> **Study material**
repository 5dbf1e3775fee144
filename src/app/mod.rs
pub mod dispatch;
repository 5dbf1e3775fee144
pub mod builder;

use std::fmt;
use std::str::FromStr;

use chrono::NaiveDateTime;
use serde::{Deserialize, Serialize};
use strum::Display;

use crate::error::RecordError;

pub use builder::{from_api_like, from_api_status, from_archive};

/// What an item is, decided once from the shape of its source record.
#[derive(Debug, Clone, Copy, PartialEq, Eq, Hash, Serialize, Deserialize, Display)]
pub enum Kind {
    Post,
    Repost,
    Like,
}

/// Numeric status identifier. Ids grow over time, so higher means newer.
#[derive(Debug, Clone, Copy, PartialEq, Eq, Hash, PartialOrd, Ord, Serialize, Deserialize)]
#[serde(transparent)]
pub struct StatusId(u64);

impl StatusId {
    pub const fn new(id: u64) -> Self {
        Self(id)
    }

    pub const fn get(self) -> u64 {
        self.0
    }
}

impl fmt::Display for StatusId {
    fn fmt(&self, f: &mut fmt::Formatter<'_>) -> fmt::Result {
        fmt::Display::fmt(&self.0, f)
    }
}

impl FromStr for StatusId {
    type Err = RecordError;

    fn from_str(s: &str) -> Result<Self, Self::Err> {
        s.trim()
            .parse()
            .map(Self)
            .map_err(|err| RecordError::new("id", format!("{s:?}: {err}")))
    }
}

impl From<u64> for StatusId {
    fn from(id: u64) -> Self {
        Self(id)
    }
}

/// An id as it appears on the wire: the API sends numbers, exports send strings.
#[derive(Debug, Clone, PartialEq, Eq, Deserialize)]
#[serde(untagged)]
pub enum RawId {
    Number(u64),
    Text(String),
}

impl RawId {
    pub fn to_status_id(&self) -> Result<StatusId, RecordError> {
        match self {
            Self::Number(id) => Ok(StatusId(*id)),
            Self::Text(text) => text.parse(),
        }
    }
}

/// Pick the string id when present and non-empty, else the numeric one.
pub(crate) fn resolve_id(
    id_str: Option<&str>,
    id: Option<&RawId>,
) -> Result<StatusId, RecordError> {
    match (id_str.filter(|s| !s.is_empty()), id) {
        (Some(text), _) => text.parse(),
        (None, Some(raw)) => raw.to_status_id(),
        (None, None) => Err(RecordError::new("id", "record carries no id")),
    }
}

/// The unit of keep/delete decisions.
#[derive(Debug, Clone, PartialEq, Eq)]
pub struct Item {
    id: StatusId,
    created_at: NaiveDateTime,
    kind: Kind,
}

impl Item {
    pub fn new(id: StatusId, created_at: NaiveDateTime, kind: Kind) -> Self {
        Self {
            id,
            created_at,
            kind,
        }
    }

    pub fn id(&self) -> StatusId {
        self.id
    }

    pub fn created_at(&self) -> NaiveDateTime {
        self.created_at
    }

    pub fn kind(&self) -> Kind {
        self.kind
    }
}

impl fmt::Display for Item {
    fn fmt(&self, f: &mut fmt::Formatter<'_>) -> fmt::Result {
        write!(f, "<{} {}>", self.kind, self.id)
    }
}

> **Brief**
Each line of the data is to be transcribed exactly, with nothing left out.

> **Response below**
repository 5dbf1e3775fee144
filename src/app/mod.rs
pub mod dispatch;
repository 5dbf1e3775fee144
pub mod builder;

use std::fmt;
use std::str::FromStr;

use chrono::NaiveDateTime;
use serde::{Deserialize, Serialize};
use strum::Display;

use crate::error::RecordError;

pub use builder::{from_api_like, from_api_status, from_archive};

/// What an item is, decided once from the shape of its source record.
#[derive(Debug, Clone, Copy, PartialEq, Eq, Hash, Serialize, Deserialize, Display)]
pub enum Kind {
    Post,
    Repost,
    Like,
}

/// Numeric status identifier. Ids grow over time, so higher means newer.
#[derive(Debug, Clone, Copy, PartialEq, Eq, Hash, PartialOrd, Ord, Serialize, Deserialize)]
#[serde(transparent)]
pub struct StatusId(u64);

impl StatusId {
    pub const fn new(id: u64) -> Self {
        Self(id)
    }

    pub const fn get(self) -> u64 {
        self.0
    }
}

impl fmt::Display for StatusId {
    fn fmt(&self, f: &mut fmt::Formatter<'_>) -> fmt::Result {
        fmt::Display::fmt(&self.0, f)
    }
}

impl FromStr for StatusId {
    type Err = RecordError;

    fn from_str(s: &str) -> Result<Self, Self::Err> {
        s.trim()
            .parse()
            .map(Self)
            .map_err(|err| RecordError::new("id", format!("{s:?}: {err}")))
    }
}

impl From<u64> for StatusId {
    fn from(id: u64) -> Self {
        Self(id)
    }
}

/// An id as it appears on the wire: the API sends numbers, exports send strings.
#[derive(Debug, Clone, PartialEq, Eq, Deserialize)]
#[serde(untagged)]
pub enum RawId {
    Number(u64),
    Text(String),
}

impl RawId {
    pub fn to_status_id(&self) -> Result<StatusId, RecordError> {
        match self {
            Self::Number(id) => Ok(StatusId(*id)),
            Self::Text(text) => text.parse(),
        }
    }
}

/// Pick the string id when present and non-empty, else the numeric one.
pub(crate) fn resolve_id(
    id_str: Option<&str>,
    id: Option<&RawId>,
) -> Result<StatusId, RecordError> {
    match (id_str.filter(|s| !s.is_empty()), id) {
        (Some(text), _) => text.parse(),
        (None, Some(raw)) => raw.to_status_id(),
        (None, None) => Err(RecordError::new("id", "record carries no id")),
    }
}

/// The unit of keep/delete decisions.
#[derive(Debug, Clone, PartialEq, Eq)]
pub struct Item {
    id: StatusId,
    created_at: NaiveDateTime,
    kind: Kind,
}

impl Item {
    pub fn new(id: StatusId, created_at: NaiveDateTime, kind: Kind) -> Self {
        Self {
            id,
            created_at,
            kind,
        }
    }

    pub fn id(&self) -> StatusId {
        self.id
    }

    pub fn created_at(&self) -> NaiveDateTime {
        self.created_at
    }

    pub fn kind(&self) -> Kind {
        self.kind
    }
}

impl fmt::Display for Item {
    fn fmt(&self, f: &mut fmt::Formatter<'_>) -> fmt::Result {
        write!(f, "<{} {}>", self.kind, self.id)
    }
}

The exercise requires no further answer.